▶ [PROBLEM DESCRIPTION]
Reproduce the entries below exactly, but only from the line containing "Value::String(s) => match" to the line containing "let mut out = Vec::with_capacity(items.len());", inclusive.

Stored data entries

* * *

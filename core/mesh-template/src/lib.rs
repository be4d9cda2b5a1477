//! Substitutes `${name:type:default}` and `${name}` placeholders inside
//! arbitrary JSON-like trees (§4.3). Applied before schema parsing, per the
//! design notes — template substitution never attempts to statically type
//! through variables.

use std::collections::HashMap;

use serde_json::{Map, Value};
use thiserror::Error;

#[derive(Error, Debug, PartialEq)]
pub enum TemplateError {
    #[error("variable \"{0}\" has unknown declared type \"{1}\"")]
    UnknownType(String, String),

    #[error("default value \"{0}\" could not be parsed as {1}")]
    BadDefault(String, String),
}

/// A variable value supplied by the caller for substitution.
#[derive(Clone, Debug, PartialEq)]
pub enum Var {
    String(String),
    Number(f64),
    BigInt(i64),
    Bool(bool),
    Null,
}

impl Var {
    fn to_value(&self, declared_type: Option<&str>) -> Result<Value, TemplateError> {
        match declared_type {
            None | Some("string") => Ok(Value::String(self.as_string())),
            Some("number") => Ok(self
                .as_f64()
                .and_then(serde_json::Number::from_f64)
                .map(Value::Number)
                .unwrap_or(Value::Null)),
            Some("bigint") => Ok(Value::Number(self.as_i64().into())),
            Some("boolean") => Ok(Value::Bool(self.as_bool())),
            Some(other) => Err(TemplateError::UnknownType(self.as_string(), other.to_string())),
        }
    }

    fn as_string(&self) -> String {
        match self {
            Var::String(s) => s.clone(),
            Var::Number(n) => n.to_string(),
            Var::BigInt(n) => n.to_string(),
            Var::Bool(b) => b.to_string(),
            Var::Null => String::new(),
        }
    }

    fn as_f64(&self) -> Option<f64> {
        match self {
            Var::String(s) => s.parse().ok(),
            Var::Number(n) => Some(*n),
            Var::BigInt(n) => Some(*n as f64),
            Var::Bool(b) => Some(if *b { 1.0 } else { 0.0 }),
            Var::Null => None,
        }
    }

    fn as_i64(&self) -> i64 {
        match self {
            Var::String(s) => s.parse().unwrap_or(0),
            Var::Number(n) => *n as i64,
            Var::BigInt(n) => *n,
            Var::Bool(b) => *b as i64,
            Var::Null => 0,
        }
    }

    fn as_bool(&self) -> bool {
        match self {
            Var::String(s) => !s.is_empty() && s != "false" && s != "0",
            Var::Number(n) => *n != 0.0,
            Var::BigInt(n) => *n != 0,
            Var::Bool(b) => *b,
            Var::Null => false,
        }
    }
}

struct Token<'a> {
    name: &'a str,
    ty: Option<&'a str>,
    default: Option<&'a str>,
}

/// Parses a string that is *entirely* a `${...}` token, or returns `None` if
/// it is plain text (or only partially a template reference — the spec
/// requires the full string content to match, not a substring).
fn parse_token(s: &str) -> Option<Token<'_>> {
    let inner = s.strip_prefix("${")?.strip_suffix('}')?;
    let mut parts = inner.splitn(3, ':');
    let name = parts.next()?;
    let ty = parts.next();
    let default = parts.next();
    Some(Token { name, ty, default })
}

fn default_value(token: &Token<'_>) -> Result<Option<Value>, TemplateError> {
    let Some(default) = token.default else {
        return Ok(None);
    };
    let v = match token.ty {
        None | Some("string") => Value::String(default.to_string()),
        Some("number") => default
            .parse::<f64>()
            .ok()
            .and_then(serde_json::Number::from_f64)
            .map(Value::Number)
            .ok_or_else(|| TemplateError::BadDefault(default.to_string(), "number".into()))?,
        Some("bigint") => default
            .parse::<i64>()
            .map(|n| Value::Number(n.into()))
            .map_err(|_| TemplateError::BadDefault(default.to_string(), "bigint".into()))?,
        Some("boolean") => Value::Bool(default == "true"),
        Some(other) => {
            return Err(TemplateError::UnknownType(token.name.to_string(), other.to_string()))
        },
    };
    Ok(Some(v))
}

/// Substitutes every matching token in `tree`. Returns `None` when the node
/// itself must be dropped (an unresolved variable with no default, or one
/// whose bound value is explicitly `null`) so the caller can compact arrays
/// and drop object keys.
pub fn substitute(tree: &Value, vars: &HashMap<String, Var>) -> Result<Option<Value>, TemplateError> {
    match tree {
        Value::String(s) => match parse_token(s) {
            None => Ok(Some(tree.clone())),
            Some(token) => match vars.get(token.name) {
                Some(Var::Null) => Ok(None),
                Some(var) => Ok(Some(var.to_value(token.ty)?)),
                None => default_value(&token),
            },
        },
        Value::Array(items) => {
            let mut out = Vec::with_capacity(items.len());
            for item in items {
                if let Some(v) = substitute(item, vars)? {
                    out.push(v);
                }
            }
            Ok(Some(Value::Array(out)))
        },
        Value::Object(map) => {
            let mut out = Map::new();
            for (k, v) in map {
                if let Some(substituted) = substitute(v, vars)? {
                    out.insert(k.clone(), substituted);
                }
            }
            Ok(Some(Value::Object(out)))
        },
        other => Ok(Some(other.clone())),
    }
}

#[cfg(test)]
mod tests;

* * *

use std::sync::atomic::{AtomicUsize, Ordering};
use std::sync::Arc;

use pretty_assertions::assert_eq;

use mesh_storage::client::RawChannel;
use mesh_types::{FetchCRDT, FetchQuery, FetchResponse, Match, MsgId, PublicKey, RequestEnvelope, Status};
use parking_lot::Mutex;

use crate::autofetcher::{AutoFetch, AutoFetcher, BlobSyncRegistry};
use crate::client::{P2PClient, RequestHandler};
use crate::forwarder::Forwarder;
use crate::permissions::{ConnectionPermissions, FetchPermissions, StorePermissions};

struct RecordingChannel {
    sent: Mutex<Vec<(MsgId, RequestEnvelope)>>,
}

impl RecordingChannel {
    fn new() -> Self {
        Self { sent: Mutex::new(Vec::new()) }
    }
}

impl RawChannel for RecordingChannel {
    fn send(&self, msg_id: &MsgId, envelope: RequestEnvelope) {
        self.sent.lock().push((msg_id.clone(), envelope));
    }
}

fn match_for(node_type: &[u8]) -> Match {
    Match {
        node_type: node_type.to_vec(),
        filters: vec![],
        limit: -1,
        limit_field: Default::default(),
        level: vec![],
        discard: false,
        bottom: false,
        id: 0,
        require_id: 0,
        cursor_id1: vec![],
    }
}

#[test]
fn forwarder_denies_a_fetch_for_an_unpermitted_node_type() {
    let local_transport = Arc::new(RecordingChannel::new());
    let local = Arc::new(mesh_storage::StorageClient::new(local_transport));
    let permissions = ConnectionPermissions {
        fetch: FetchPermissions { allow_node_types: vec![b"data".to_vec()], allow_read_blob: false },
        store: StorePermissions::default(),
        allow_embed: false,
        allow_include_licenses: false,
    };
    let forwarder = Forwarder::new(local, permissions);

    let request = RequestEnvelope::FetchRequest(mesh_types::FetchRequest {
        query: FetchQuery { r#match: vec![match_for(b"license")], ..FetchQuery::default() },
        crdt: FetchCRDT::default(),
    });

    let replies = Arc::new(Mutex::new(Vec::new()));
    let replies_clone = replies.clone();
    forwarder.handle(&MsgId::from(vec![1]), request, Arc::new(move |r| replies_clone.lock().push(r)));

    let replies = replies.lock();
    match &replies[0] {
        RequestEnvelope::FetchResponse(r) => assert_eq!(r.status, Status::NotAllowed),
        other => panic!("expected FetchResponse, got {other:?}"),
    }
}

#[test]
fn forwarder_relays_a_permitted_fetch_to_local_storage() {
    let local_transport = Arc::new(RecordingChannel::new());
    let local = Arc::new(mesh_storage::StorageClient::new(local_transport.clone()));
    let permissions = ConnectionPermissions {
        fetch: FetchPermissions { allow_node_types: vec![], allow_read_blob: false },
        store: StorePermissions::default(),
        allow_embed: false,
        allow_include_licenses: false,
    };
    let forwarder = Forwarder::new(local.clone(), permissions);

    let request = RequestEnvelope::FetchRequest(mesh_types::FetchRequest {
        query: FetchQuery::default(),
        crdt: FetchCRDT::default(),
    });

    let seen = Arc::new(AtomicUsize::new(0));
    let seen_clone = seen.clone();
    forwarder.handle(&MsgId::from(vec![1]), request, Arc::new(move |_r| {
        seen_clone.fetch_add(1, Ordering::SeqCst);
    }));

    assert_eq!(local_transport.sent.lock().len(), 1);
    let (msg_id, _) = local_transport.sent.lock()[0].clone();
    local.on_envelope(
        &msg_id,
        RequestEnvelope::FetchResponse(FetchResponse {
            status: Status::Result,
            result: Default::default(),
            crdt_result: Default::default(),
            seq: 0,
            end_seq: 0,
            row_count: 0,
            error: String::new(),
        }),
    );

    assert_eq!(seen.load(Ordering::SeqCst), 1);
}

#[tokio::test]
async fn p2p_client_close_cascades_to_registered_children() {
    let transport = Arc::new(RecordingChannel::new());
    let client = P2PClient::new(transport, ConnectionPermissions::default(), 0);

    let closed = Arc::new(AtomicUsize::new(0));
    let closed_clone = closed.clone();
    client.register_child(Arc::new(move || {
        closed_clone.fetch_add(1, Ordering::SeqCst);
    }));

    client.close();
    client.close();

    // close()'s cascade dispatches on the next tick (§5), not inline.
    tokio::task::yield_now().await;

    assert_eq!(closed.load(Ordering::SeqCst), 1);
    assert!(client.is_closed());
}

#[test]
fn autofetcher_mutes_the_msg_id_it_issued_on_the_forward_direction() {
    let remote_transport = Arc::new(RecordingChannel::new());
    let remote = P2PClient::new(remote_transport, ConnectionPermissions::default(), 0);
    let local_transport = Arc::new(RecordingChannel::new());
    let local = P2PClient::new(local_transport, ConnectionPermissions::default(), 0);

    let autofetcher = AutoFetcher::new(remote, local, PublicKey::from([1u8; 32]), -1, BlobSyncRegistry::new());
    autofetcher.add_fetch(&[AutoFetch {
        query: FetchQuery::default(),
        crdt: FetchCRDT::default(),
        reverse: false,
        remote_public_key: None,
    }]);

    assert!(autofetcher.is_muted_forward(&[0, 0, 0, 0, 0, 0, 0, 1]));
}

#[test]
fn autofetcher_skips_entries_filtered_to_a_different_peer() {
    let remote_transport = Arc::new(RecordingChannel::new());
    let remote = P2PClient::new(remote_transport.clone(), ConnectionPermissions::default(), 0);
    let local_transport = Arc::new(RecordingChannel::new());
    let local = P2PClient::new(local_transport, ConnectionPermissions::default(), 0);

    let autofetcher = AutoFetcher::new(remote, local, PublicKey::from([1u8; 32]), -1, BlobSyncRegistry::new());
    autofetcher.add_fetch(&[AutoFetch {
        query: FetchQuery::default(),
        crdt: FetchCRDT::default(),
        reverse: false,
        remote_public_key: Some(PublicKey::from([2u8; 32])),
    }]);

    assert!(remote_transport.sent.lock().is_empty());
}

* * *

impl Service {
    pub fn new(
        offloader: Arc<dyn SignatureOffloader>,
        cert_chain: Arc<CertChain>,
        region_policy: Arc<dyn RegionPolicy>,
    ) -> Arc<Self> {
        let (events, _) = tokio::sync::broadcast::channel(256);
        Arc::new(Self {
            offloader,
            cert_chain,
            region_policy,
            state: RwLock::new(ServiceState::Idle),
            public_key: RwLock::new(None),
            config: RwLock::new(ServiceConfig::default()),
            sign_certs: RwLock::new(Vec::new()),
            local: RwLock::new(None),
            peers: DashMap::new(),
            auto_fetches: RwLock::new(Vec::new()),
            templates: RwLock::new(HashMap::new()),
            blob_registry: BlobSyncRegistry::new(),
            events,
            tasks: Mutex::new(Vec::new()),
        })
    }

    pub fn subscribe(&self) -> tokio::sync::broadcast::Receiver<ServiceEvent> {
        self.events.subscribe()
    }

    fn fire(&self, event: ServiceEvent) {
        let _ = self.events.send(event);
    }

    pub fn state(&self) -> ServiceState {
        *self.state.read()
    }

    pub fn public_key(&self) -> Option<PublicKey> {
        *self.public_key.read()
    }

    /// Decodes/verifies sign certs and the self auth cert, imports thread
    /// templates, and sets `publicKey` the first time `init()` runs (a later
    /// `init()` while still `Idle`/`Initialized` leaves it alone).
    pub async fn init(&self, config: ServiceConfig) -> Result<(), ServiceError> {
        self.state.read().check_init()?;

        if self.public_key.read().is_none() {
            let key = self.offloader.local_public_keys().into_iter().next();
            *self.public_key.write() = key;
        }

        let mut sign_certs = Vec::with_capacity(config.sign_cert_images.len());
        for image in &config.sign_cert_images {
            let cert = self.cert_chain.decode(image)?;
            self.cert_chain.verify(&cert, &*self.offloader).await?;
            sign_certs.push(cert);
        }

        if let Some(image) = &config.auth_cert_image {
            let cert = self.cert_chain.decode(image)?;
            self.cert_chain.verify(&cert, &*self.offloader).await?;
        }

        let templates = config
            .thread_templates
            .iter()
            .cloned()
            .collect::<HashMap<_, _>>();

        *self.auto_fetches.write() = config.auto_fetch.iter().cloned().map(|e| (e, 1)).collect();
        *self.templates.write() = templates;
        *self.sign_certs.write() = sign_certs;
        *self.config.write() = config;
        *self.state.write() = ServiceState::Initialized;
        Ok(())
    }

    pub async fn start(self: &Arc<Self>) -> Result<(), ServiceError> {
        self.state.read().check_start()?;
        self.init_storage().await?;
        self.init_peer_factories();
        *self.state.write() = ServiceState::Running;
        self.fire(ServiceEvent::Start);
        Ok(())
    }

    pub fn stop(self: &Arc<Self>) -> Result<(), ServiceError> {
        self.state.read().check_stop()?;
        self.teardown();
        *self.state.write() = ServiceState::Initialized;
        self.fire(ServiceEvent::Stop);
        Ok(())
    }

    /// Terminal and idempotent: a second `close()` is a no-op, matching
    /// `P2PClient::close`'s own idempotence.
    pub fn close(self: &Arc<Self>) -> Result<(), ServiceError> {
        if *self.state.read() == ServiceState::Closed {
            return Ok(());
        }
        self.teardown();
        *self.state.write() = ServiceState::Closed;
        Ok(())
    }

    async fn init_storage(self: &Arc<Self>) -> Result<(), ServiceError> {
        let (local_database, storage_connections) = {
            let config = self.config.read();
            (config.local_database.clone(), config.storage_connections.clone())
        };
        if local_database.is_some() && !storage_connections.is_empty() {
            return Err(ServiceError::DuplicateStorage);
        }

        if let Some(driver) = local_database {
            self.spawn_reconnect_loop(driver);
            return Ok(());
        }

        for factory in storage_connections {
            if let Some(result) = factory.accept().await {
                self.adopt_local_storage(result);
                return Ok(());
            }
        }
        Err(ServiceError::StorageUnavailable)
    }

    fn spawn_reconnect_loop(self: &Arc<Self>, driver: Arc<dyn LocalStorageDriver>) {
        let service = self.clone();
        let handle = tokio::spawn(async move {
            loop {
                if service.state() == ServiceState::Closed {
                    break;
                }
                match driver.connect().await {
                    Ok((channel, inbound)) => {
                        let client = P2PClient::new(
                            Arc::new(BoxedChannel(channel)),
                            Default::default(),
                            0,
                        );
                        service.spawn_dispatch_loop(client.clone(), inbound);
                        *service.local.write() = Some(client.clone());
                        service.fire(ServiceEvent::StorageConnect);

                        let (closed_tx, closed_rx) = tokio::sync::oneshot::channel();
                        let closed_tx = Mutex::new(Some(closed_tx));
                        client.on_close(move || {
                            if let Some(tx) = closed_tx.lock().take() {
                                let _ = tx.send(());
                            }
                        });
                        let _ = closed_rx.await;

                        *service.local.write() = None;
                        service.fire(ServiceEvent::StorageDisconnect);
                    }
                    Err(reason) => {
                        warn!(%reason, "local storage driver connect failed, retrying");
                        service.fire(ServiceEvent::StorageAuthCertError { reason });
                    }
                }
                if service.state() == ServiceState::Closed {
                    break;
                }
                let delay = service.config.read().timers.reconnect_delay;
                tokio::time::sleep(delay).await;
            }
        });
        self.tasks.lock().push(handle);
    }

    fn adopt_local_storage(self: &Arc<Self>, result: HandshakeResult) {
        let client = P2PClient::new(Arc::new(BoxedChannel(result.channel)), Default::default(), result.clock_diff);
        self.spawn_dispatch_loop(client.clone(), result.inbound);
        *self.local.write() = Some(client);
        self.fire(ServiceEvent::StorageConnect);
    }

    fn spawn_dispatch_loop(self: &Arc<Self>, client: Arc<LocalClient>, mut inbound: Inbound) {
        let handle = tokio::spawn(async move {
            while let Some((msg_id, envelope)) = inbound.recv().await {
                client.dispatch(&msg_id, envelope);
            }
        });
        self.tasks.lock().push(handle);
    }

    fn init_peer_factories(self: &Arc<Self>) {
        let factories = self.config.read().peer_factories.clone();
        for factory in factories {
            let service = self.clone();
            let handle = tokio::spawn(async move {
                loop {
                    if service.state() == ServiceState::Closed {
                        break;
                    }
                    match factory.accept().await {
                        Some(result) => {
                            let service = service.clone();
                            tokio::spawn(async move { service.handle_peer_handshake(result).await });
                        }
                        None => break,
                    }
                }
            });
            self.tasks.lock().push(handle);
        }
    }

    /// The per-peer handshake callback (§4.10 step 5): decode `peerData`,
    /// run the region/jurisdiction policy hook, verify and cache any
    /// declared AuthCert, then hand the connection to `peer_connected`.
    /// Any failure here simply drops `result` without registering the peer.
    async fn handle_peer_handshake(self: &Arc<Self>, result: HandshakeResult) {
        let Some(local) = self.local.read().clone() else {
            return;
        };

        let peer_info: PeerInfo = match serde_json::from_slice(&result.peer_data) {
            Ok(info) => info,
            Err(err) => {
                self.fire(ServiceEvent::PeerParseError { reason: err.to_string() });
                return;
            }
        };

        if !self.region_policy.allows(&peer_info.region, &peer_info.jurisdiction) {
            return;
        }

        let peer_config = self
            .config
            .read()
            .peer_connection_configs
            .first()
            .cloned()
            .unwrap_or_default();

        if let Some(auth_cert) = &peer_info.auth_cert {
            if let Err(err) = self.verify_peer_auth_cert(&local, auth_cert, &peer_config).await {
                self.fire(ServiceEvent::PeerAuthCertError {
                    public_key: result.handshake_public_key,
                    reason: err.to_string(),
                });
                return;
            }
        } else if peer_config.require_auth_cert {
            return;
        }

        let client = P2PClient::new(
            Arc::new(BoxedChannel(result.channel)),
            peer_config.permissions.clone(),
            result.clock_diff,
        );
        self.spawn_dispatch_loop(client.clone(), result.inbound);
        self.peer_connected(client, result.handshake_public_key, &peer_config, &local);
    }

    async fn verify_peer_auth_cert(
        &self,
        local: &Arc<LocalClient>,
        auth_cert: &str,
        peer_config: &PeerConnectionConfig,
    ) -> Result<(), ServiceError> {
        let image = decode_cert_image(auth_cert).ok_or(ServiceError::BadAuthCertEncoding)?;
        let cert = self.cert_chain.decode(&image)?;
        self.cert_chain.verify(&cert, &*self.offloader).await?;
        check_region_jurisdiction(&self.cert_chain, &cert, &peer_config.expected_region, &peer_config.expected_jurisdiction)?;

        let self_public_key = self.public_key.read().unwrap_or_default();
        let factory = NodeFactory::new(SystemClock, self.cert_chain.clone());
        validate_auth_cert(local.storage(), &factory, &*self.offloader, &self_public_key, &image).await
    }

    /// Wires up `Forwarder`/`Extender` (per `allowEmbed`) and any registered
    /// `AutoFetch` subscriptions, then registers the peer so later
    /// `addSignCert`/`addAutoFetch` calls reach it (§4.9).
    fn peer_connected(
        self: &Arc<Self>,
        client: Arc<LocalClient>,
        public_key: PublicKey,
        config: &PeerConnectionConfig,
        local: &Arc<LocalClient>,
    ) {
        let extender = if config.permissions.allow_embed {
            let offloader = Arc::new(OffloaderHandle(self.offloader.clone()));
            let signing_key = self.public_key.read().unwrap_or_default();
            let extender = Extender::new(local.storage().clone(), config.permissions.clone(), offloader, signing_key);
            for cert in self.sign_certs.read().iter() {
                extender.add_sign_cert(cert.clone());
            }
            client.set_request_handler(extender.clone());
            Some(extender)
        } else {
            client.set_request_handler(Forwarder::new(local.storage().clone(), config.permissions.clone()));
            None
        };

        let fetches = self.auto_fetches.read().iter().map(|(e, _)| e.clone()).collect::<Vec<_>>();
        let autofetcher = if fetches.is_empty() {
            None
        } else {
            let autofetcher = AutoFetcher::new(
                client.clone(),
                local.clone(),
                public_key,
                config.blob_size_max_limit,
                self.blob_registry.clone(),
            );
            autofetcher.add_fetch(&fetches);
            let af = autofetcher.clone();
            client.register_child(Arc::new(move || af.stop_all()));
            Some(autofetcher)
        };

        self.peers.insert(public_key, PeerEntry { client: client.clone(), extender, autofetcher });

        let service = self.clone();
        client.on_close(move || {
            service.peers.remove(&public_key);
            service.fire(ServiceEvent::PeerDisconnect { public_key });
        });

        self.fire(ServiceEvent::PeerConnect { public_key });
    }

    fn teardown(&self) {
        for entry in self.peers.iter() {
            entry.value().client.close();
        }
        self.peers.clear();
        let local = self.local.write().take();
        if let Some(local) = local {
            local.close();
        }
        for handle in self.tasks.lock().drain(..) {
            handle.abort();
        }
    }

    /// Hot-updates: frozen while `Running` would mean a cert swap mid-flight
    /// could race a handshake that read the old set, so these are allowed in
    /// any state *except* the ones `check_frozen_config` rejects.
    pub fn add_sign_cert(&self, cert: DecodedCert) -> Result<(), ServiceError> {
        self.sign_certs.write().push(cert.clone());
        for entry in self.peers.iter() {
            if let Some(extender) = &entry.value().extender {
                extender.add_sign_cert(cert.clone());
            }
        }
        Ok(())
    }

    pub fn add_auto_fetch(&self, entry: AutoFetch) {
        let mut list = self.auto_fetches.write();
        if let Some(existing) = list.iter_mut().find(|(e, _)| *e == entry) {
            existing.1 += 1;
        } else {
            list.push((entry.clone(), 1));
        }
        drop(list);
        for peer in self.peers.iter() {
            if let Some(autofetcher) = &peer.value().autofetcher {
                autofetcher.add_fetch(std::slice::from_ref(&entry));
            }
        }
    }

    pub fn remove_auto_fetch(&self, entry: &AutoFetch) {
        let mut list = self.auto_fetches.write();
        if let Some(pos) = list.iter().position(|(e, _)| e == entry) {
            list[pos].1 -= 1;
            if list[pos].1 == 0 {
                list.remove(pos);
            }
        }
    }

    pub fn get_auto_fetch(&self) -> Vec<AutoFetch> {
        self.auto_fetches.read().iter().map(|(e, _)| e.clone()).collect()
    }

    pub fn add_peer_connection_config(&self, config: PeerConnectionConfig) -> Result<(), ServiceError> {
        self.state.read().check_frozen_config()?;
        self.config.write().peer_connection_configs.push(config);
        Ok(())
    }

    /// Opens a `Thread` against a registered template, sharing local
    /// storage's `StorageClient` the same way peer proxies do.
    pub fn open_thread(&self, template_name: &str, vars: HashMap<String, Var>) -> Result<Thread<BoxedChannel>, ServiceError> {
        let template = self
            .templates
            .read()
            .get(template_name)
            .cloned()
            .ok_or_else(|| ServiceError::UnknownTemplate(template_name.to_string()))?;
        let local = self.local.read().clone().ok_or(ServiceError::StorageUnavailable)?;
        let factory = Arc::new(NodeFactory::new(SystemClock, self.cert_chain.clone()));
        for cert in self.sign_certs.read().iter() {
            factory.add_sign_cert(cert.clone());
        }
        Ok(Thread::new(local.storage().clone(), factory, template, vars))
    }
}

* * *

▶ [TASK SOLUTION]
        Value::String(s) => match parse_token(s) {
            None => Ok(Some(tree.clone())),
            Some(token) => match vars.get(token.name) {
                Some(Var::Null) => Ok(None),
                Some(var) => Ok(Some(var.to_value(token.ty)?)),
                None => default_value(&token),
            },
        },
        Value::Array(items) => {
            let mut out = Vec::with_capacity(items.len());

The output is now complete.